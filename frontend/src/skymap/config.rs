// frontend/src/skymap/config.rs
//
// One-time sky map options. Nothing here changes after `SkyMap::configure`.

use serde::{Deserialize, Serialize};

#[derive(Debug, Clone, PartialEq, Serialize, Deserialize)]
#[serde(default)]
pub struct StarLayer {
    pub show: bool,
    /// Faintest magnitude drawn.
    pub limit: f64,
    pub colors: bool,
    pub names: bool,
    pub proper: bool,
    pub desig: bool,
    pub namelimit: f64,
    pub propernamelimit: f64,
    /// Largest star radius, px.
    pub size: f64,
    pub exponent: f64,
    pub data: String,
}

impl Default for StarLayer {
    fn default() -> Self {
        Self {
            show: true,
            limit: 6.0,
            colors: false,
            names: false,
            proper: true,
            desig: false,
            namelimit: 2.5,
            propernamelimit: 1.5,
            size: 7.0,
            exponent: -0.28,
            data: "stars.6.json".to_string(),
        }
    }
}

#[derive(Debug, Clone, PartialEq, Serialize, Deserialize)]
#[serde(default)]
pub struct DsoLayer {
    pub show: bool,
    pub limit: f64,
    pub names: bool,
    pub desig: bool,
    pub namelimit: f64,
    /// `None` reuses the star size.
    pub size: Option<f64>,
    pub exponent: f64,
    pub data: String,
}

impl Default for DsoLayer {
    fn default() -> Self {
        Self {
            show: true,
            limit: 6.0,
            names: true,
            desig: true,
            namelimit: 4.0,
            size: None,
            exponent: 1.4,
            data: "dsos.bright.json".to_string(),
        }
    }
}

#[derive(Debug, Clone, PartialEq, Serialize, Deserialize)]
#[serde(default)]
pub struct ConstellationLayer {
    pub show: bool,
    pub names: bool,
    pub desig: bool,
    pub lines: bool,
    pub bounds: bool,
}

impl Default for ConstellationLayer {
    fn default() -> Self {
        Self {
            show: true,
            names: true,
            desig: true,
            lines: true,
            bounds: false,
        }
    }
}

#[derive(Debug, Clone, PartialEq, Serialize, Deserialize)]
#[serde(default)]
pub struct LineLayer {
    pub show: bool,
    pub stroke: String,
    pub width: f64,
    pub opacity: f64,
}

impl LineLayer {
    fn new(show: bool, stroke: &str, width: f64, opacity: f64) -> Self {
        Self {
            show,
            stroke: stroke.to_string(),
            width,
            opacity,
        }
    }
}

impl Default for LineLayer {
    fn default() -> Self {
        Self::new(false, "#cccccc", 1.0, 1.0)
    }
}

#[derive(Debug, Clone, PartialEq, Serialize, Deserialize)]
#[serde(default)]
pub struct GridLines {
    pub graticule: LineLayer,
    pub equatorial: LineLayer,
    pub ecliptic: LineLayer,
    pub galactic: LineLayer,
    pub supergalactic: LineLayer,
}

impl Default for GridLines {
    fn default() -> Self {
        Self {
            graticule: LineLayer::new(true, "#cccccc", 0.6, 0.8),
            equatorial: LineLayer::new(true, "#aaaaaa", 1.3, 0.7),
            ecliptic: LineLayer::new(true, "#66cc66", 1.3, 0.7),
            galactic: LineLayer::new(false, "#cc6666", 1.3, 0.7),
            supergalactic: LineLayer::new(false, "#cc66cc", 1.3, 0.7),
        }
    }
}

/// Circle/label parameters of the point overlay.
#[derive(Debug, Clone, PartialEq, Serialize, Deserialize)]
#[serde(default)]
pub struct OverlayStyle {
    /// radius = (size * radius_scale) ^ radius_exponent
    pub radius_scale: f64,
    pub radius_exponent: f64,
    /// Minimum distance, px, between two placed labels.
    pub proximity_limit: f64,
    /// Added to the radius on both axes when placing a label.
    pub label_offset: f64,
    pub point_stroke: String,
    pub point_fill: String,
    pub text_fill: String,
    pub text_font: String,
}

impl Default for OverlayStyle {
    fn default() -> Self {
        Self {
            radius_scale: 0.25,
            radius_exponent: 0.5,
            proximity_limit: 20.0,
            label_offset: 2.0,
            point_stroke: "rgba(255, 0, 204, 1)".to_string(),
            point_fill: "rgba(255, 0, 204, 0.15)".to_string(),
            text_fill: "rgba(255, 0, 204, 1)".to_string(),
            text_font: "normal bold 15px Helvetica, Arial, sans-serif".to_string(),
        }
    }
}

#[derive(Debug, Clone, PartialEq, Serialize, Deserialize)]
#[serde(default)]
pub struct OverlayConfig {
    /// Relative to `datapath` unless absolute.
    pub file: String,
    /// Only features whose `properties.type` matches are drawn.
    pub feature_type: String,
    pub style: OverlayStyle,
}

impl Default for OverlayConfig {
    fn default() -> Self {
        Self {
            file: "stars.6.json".to_string(),
            feature_type: "snr".to_string(),
            style: OverlayStyle::default(),
        }
    }
}

#[derive(Debug, Clone, PartialEq, Serialize, Deserialize)]
#[serde(default)]
pub struct SkyMapConfig {
    /// 0 = full parent width.
    pub width: f64,
    pub projection: String,
    pub transform: String,
    /// `[ra hours, dec degrees, orientation degrees]`
    pub center: Option<[f64; 3]>,
    pub orientation_fixed: bool,
    pub adaptable: bool,
    pub interactive: bool,
    pub form: bool,
    pub location: bool,
    pub controls: bool,
    pub lang: String,
    pub container: String,
    pub datapath: String,
    pub stars: StarLayer,
    pub dsos: DsoLayer,
    pub constellations: ConstellationLayer,
    pub milky_way: bool,
    pub lines: GridLines,
    pub overlay: OverlayConfig,
}

impl Default for SkyMapConfig {
    fn default() -> Self {
        Self {
            width: 0.0,
            projection: "aitoff".to_string(),
            transform: "equatorial".to_string(),
            center: None,
            orientation_fixed: true,
            adaptable: true,
            interactive: true,
            form: false,
            location: false,
            controls: true,
            lang: String::new(),
            container: "celestial-map".to_string(),
            datapath: "/static/json/stardata/".to_string(),
            stars: StarLayer::default(),
            dsos: DsoLayer::default(),
            constellations: ConstellationLayer::default(),
            milky_way: true,
            lines: GridLines::default(),
            overlay: OverlayConfig::default(),
        }
    }
}

impl SkyMapConfig {
    /// Path of the overlay file on the server.
    pub fn overlay_path(&self) -> String {
        let file = &self.overlay.file;
        if file.starts_with('/') || file.contains("://") {
            return file.clone();
        }
        if self.datapath.ends_with('/') || self.datapath.is_empty() {
            format!("{}{file}", self.datapath)
        } else {
            format!("{}/{file}", self.datapath)
        }
    }
}

#[cfg(test)]
mod tests {
    use super::*;

    #[test]
    fn defaults_match_dashboard_layout() {
        let cfg = SkyMapConfig::default();
        assert_eq!(cfg.projection, "aitoff");
        assert_eq!(cfg.stars.exponent, -0.28);
        assert!(cfg.lines.ecliptic.show && !cfg.lines.galactic.show);
        assert_eq!(cfg.overlay_path(), "/static/json/stardata/stars.6.json");
        assert_eq!(cfg.overlay.style.proximity_limit, 20.0);
    }

    #[test]
    fn partial_json_overrides_only_given_fields() {
        let cfg: SkyMapConfig =
            serde_json::from_str(r#"{"projection":"stereographic","overlay":{"feature_type":"pn"}}"#)
                .unwrap();
        assert_eq!(cfg.projection, "stereographic");
        assert_eq!(cfg.overlay.feature_type, "pn");
        assert_eq!(cfg.overlay.file, "stars.6.json");
        assert_eq!(cfg.datapath, "/static/json/stardata/");
    }
}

> _AIM OF THE TASK_:
Within the material above, find the lines that contain the word "container"; copy them.

> _SOLUTION TO THE PROBLEM_:
    pub container: String,
            container: "celestial-map".to_string(),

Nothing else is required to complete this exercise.